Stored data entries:
------------------------

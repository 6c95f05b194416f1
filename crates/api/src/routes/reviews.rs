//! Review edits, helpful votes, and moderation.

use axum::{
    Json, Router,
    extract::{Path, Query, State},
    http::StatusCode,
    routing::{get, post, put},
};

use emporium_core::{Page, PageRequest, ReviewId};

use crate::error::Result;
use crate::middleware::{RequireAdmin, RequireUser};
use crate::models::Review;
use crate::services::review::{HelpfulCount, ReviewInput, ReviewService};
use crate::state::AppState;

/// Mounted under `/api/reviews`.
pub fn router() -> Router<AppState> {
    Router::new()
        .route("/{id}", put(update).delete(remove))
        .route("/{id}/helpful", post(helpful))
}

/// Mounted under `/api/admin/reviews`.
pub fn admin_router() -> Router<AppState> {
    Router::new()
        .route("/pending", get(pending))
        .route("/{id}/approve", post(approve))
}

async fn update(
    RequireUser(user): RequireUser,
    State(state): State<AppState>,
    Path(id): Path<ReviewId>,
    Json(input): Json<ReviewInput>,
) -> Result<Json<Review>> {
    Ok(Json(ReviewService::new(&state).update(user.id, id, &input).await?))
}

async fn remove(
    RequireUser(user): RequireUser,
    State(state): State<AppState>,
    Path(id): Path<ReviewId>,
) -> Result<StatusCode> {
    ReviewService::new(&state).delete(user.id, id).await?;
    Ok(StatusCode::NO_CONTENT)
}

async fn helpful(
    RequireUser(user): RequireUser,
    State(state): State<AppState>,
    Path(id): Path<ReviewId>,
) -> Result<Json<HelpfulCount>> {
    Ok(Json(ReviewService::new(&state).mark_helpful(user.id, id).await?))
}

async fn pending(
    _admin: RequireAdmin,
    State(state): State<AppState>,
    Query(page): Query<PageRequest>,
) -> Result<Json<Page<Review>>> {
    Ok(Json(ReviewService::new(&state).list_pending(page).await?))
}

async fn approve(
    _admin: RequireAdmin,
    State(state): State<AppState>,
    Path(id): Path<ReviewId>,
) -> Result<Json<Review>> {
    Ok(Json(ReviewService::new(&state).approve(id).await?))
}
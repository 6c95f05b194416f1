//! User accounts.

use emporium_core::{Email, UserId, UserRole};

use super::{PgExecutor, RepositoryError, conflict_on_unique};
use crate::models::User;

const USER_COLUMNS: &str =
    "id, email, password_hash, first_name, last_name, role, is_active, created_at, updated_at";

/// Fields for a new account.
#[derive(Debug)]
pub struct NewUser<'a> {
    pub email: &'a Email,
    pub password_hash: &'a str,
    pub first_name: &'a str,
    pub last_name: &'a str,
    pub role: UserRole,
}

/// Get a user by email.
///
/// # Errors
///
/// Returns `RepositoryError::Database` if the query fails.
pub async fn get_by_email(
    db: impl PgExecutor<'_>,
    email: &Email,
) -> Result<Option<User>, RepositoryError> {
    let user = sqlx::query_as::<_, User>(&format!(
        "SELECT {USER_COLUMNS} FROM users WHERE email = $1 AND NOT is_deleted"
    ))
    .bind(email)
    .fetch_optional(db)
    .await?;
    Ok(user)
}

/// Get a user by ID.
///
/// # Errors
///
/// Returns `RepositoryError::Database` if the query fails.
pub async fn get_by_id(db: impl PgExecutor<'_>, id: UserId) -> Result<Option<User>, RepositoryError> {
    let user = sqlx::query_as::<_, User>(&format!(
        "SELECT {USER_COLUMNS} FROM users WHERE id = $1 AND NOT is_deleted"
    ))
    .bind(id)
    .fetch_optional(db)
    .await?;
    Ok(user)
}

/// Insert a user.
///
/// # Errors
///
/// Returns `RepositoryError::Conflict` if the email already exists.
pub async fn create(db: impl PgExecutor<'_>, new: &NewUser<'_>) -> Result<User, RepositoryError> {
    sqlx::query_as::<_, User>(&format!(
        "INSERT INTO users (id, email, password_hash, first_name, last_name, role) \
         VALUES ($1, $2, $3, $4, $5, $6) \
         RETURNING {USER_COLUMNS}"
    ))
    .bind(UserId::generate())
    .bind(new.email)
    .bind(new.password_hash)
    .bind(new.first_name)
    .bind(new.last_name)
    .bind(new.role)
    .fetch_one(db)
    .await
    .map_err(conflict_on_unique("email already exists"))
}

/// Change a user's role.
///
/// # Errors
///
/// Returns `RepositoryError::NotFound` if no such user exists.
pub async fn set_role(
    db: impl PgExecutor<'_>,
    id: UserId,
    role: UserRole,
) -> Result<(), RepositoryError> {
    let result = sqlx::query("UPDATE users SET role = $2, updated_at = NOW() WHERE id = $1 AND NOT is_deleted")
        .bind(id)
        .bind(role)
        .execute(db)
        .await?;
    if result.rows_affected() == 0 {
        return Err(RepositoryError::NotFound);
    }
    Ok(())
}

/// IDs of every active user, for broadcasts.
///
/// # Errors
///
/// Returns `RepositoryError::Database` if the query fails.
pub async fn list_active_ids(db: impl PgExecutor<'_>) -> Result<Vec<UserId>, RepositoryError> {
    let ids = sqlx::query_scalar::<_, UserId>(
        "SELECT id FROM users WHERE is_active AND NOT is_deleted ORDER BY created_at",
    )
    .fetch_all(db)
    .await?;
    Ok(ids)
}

------------------------

PROBLEM TO SOLVE: Print the lines above from the one with "users WHERE id" through the one with "email already exists.", both included, exactly as written and nothing more.

WRITTEN SOLUTION:
        "SELECT {USER_COLUMNS} FROM users WHERE id = $1 AND NOT is_deleted"
    ))
    .bind(id)
    .fetch_optional(db)
    .await?;
    Ok(user)
}

/// Insert a user.
///
/// # Errors
///
/// Returns `RepositoryError::Conflict` if the email already exists.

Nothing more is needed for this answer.